On ne peut cependant pas réduire le momentum à l’évolution d’un cours de Bourse : en effet, celui-ci n’est qu’un indicateur parmi d’autres de la véritable tendance sous-jacente à chaque titre, à savoir l’évolution du sentiment vis-à-vis d’une société donnée.Etienne Vincent, Head of Global Quantitative Management, THEAM
On ne peut cependant pas réduire le momentum à l’évolution d’un cours de Bourse : en effet, celui-ci n’est qu’un indicateur parmi d’autres de la véritable tendance sous-jacente à chaque titre, à savoir l’évolution du sentiment vis-à-vis d’une société donnée. Ce sentiment peut se mesurer à différents niveaux des parties concernées. Le groupe le plus transparent est celui du Conseil d’administration, qui est tenu de divulguer la teneur de ses transactions sur l’action de la société (du moins aux États-Unis). Toutefois, comme cet indicateur est difficile à obtenir en dehors du marché américain, nous ne l’utilisons pas.
Le deuxième groupe important est celui des analystes qui assurent la couverture de l’action
Chaque révision de leurs prévisions des bénéfices indique un changement de leur sentiment sur la société concernée, et nous utilisons souvent ce changement comme un indicateur du momentum. Enfin, le troisième groupe, qui est encore plus vaste, regroupe les investisseurs, dont les interventions font varier le cours de l’action. C’est ce que l’on appelle le momentum des cours, un indicateur que nous utilisons également. En réalité, il existe un quatrième groupe encore plus vaste mais dont nous ne tenons pas compte : il s’agit des clients de l’entreprise émettrice dont le sentiment se mesure à travers la notoriété des produits, par exemple en analysant le ton des commentaires exprimés sur Twitter.

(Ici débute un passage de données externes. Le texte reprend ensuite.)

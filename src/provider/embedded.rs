use std::path::Path;

use lopdf::Document;

use crate::provider::ProviderError;

/// Embedded text layer of one PDF. The document stays open only for the
/// lifetime of this reader, which is scoped to a single batch entry.
#[derive(Debug)]
pub struct EmbeddedTextReader {
    doc: Document,
    pages: Vec<u32>,
    file: String,
}

impl EmbeddedTextReader {
    pub fn open(path: &Path) -> Result<Self, ProviderError> {
        let file = file_name(path);
        let doc = Document::load(path).map_err(|e| ProviderError::Open {
            file: file.clone(),
            reason: e.to_string(),
        })?;
        // lopdf keys pages by 1-based page number
        let pages: Vec<u32> = doc.get_pages().keys().copied().collect();
        Ok(Self { doc, pages, file })
    }

    pub fn page_count(&self) -> usize {
        self.pages.len()
    }

    pub fn file_name(&self) -> &str {
        &self.file
    }

    /// Embedded text of one page, by zero-based index.
    pub fn page_text(&self, page_idx: usize) -> Result<String, ProviderError> {
        let number = *self
            .pages
            .get(page_idx)
            .ok_or_else(|| ProviderError::PageText {
                file: self.file.clone(),
                page: page_idx,
                reason: "page index out of range".to_string(),
            })?;
        self.doc
            .extract_text(&[number])
            .map_err(|e| ProviderError::PageText {
                file: self.file.clone(),
                page: page_idx,
                reason: e.to_string(),
            })
    }
}

pub(crate) fn file_name(path: &Path) -> String {
    path.file_name()
        .map(|n| n.to_string_lossy().into_owned())
        .unwrap_or_else(|| path.display().to_string())
}

#[cfg(test)]
mod tests {
    use super::*;
    use std::path::PathBuf;

    #[test]
    fn open_fails_on_missing_file() {
        let missing = PathBuf::from("test/no_such_file.pdf");
        let err = EmbeddedTextReader::open(&missing).unwrap_err();
        assert!(matches!(err, ProviderError::Open { .. }));
        assert!(err.to_string().contains("no_such_file.pdf"));
    }

    #[test]
    fn file_name_falls_back_to_display() {
        assert_eq!(file_name(Path::new("dir/ficha.pdf")), "ficha.pdf");
    }
}
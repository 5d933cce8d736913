pub mod csv_export;
pub mod json_export;

use serde::Serialize;
use thiserror::Error;

use crate::core::record::{DocumentRecord, TabularRecord};

pub use csv_export::CsvExporter;
pub use json_export::JsonExporter;

/// What a failed document shows in the name column of the report.
pub(crate) fn error_marker(file_name: &str) -> String {
    format!("ERROR: {file_name}")
}

#[derive(Debug, Error)]
pub enum ExportError {
    #[error(
        "cannot write {path}: {source}; close any application that holds the \
         file open, or choose another destination folder"
    )]
    Write {
        path: String,
        #[source]
        source: std::io::Error,
    },
}

/// Renders a finished result set as tabular output. Exporters only consume
/// raw rows; a failed export leaves the result set untouched so the caller
/// can retry against another destination.
pub trait Exporter {
    fn export<F>(&self, records: &[DocumentRecord<F>]) -> Result<(), ExportError>
    where
        F: TabularRecord + Serialize;
}
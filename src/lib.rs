pub mod core;
pub mod export;
pub mod extract;
pub mod pipeline;
pub mod provider;
pub mod session;
pub mod template;

pub use crate::core::record::{DocumentRecord, Outcome, ResolutionFields, SocialFields};
pub use session::Session;
pub use template::{DocumentTemplate, ResolutionTemplate, SocialTemplate};
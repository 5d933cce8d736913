use std::path::Path;

use crate::provider::{
    EmbeddedTextReader, FallbackPolicy, OcrConfig, PageRenderer, PageText, ProviderError,
    TesseractEngine, TextOrigin,
};

/// Page window for Trans-Segen resolutions: everything of interest sits on
/// the first two pages. Resolutions are usually scanned, so each page falls
/// back to the OCR track when its embedded text is below the policy
/// threshold.
#[derive(Debug, Clone)]
pub struct ResolutionTextProvider {
    policy: FallbackPolicy,
    engine: TesseractEngine,
}

impl ResolutionTextProvider {
    pub const LEADING_PAGES: usize = 2;

    pub fn new(config: OcrConfig) -> Self {
        Self {
            policy: FallbackPolicy::default(),
            engine: TesseractEngine::new(config),
        }
    }

    pub fn with_policy(mut self, policy: FallbackPolicy) -> Self {
        self.policy = policy;
        self
    }

    pub fn acquire(&self, path: &Path) -> Result<PageText, ProviderError> {
        let reader = EmbeddedTextReader::open(path)?;
        // Renderer and its scratch dir live only for this document.
        let renderer =
            PageRenderer::new(self.engine.config().dpi).map_err(|e| ProviderError::Render {
                file: reader.file_name().to_string(),
                page: 0,
                reason: format!("failed to create scratch dir: {e}"),
            })?;
        let mut text = PageText::new();

        for page_idx in 0..reader.page_count().min(Self::LEADING_PAGES) {
            let embedded = reader.page_text(page_idx)?;
            if self.policy.needs_ocr(&embedded) {
                log::info!(
                    "{} page {}: no usable text layer, running OCR",
                    reader.file_name(),
                    page_idx + 1
                );
                let rendered = renderer.render_page(path, page_idx)?;
                let recognized = self.engine.recognize(&rendered.path, path, page_idx)?;
                text.push_leading(page_idx, TextOrigin::Ocr, recognized);
            } else {
                text.push_leading(page_idx, TextOrigin::Embedded, embedded);
            }
        }

        Ok(text)
    }
}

En tant qu’être humain, il arrive que l’on éprouve un certain malaise à utiliser de tels indicateurs car ils révèlent l’instinct grégaire qui se cache derrière nos décisions : qu’il s’agisse de vendre ou d’acheter un titre, on préfère ne pas être le seul à prendre des risques. L’impact du momentum est très difficile à évaluer dans les modèles économiques traditionnels, parce que ceux-ci supposent que l’information est diffusée instantanément. En revanche, en psychologie, l’effet de troupeau est un phénomène qui a fait l’objet de nombreuses études et dont l’origine remonte à l’instinct de survie : il est en effet beaucoup plus facile de survivre en imitant ses pairs qu’en s’aventurant seul sur des chemins inexplorés.
Attention cependant à ne pas confondre le momentum d’une action avec la tendance globale de la classe d’actifs
Ces deux notions existent, mais le fait de les distinguer renforce l’efficacité du facteur momentum : ainsi, une valeur bancaire qui « se contente » de s’inscrire en hausse avec le reste du marché est en réalité en situation de sous-performance, parce que les établissements bancaires ont un bêta élevé. C’est pourquoi notre propre indicateur du momentum repose sur l’alpha, qui est établi par secteur d’activité.
Bien sûr, en période de bulle des marchés, on peut aisément comprendre l’absurdité du momentum; dans ces situations, les investisseurs vraiment adeptes du concept cherchent à être « les derniers fous à acheter » avant que la bulle n’éclate.Etienne Vincent, Head of Global Quantitative Management, THEAM
Bien sûr, en période de bulle des marchés, on peut aisément comprendre l’absurdité du momentum ; dans ces situations, les investisseurs vraiment adeptes du concept cherchent à être « les derniers fous à acheter » avant que la bulle n’éclate. Aussi, le suivi du facteur momentum entraîne généralement une rotation élevée et coûteuse au sein des portefeuilles. Il n’en reste pas moins qu’il est encore possible d’enregistrer des performances positives en suivant le reste du marché à un rythme adapté ; même si cela ne fait pas partie de nos approches préférées.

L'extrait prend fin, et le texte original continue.